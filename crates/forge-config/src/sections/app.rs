// Copyright (c) 2025 Geoffrey Huntley <ghuntley@ghuntley.com>. All rights reserved.
// SPDX-License-Identifier: Proprietary

//! Application identity section.

use serde::{Deserialize, Serialize};

fn default_name() -> String {
	"forge".to_string()
}

#[derive(Debug, Clone, Default, Serialize, Deserialize, PartialEq)]
#[serde(deny_unknown_fields)]
pub struct AppConfigLayer {
	pub name: Option<String>,
	pub base_url: Option<String>,
}

impl AppConfigLayer {
	pub fn merge(&mut self, other: Self) {
		if other.name.is_some() {
			self.name = other.name;
		}
		if other.base_url.is_some() {
			self.base_url = other.base_url;
		}
	}

	pub fn finalize(self) -> AppConfig {
		AppConfig {
			name: self.name.unwrap_or_else(default_name),
			base_url: self.base_url.unwrap_or_default(),
		}
	}
}

/// Identity of the application that owns the projects.
#[derive(Debug, Clone, Serialize, Deserialize, PartialEq)]
pub struct AppConfig {
	/// Recorded on every managed object as `app.kubernetes.io/managed-by`.
	pub name: String,
	/// Public URL handed to project containers; empty to omit.
	pub base_url: String,
}

impl Default for AppConfig {
	fn default() -> Self {
		Self {
			name: default_name(),
			base_url: String::new(),
		}
	}
}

▶ **Work instructions**
Copy out, exactly as written, the line that contains "fn default_name() ->" along with every line that comes after it in the material above, and nothing else.

▶ **Response area**
fn default_name() -> String {
	"forge".to_string()
}

#[derive(Debug, Clone, Default, Serialize, Deserialize, PartialEq)]
#[serde(deny_unknown_fields)]
pub struct AppConfigLayer {
	pub name: Option<String>,
	pub base_url: Option<String>,
}

impl AppConfigLayer {
	pub fn merge(&mut self, other: Self) {
		if other.name.is_some() {
			self.name = other.name;
		}
		if other.base_url.is_some() {
			self.base_url = other.base_url;
		}
	}

	pub fn finalize(self) -> AppConfig {
		AppConfig {
			name: self.name.unwrap_or_else(default_name),
			base_url: self.base_url.unwrap_or_default(),
		}
	}
}

/// Identity of the application that owns the projects.
#[derive(Debug, Clone, Serialize, Deserialize, PartialEq)]
pub struct AppConfig {
	/// Recorded on every managed object as `app.kubernetes.io/managed-by`.
	pub name: String,
	/// Public URL handed to project containers; empty to omit.
	pub base_url: String,
}

impl Default for AppConfig {
	fn default() -> Self {
		Self {
			name: default_name(),
			base_url: String::new(),
		}
	}
}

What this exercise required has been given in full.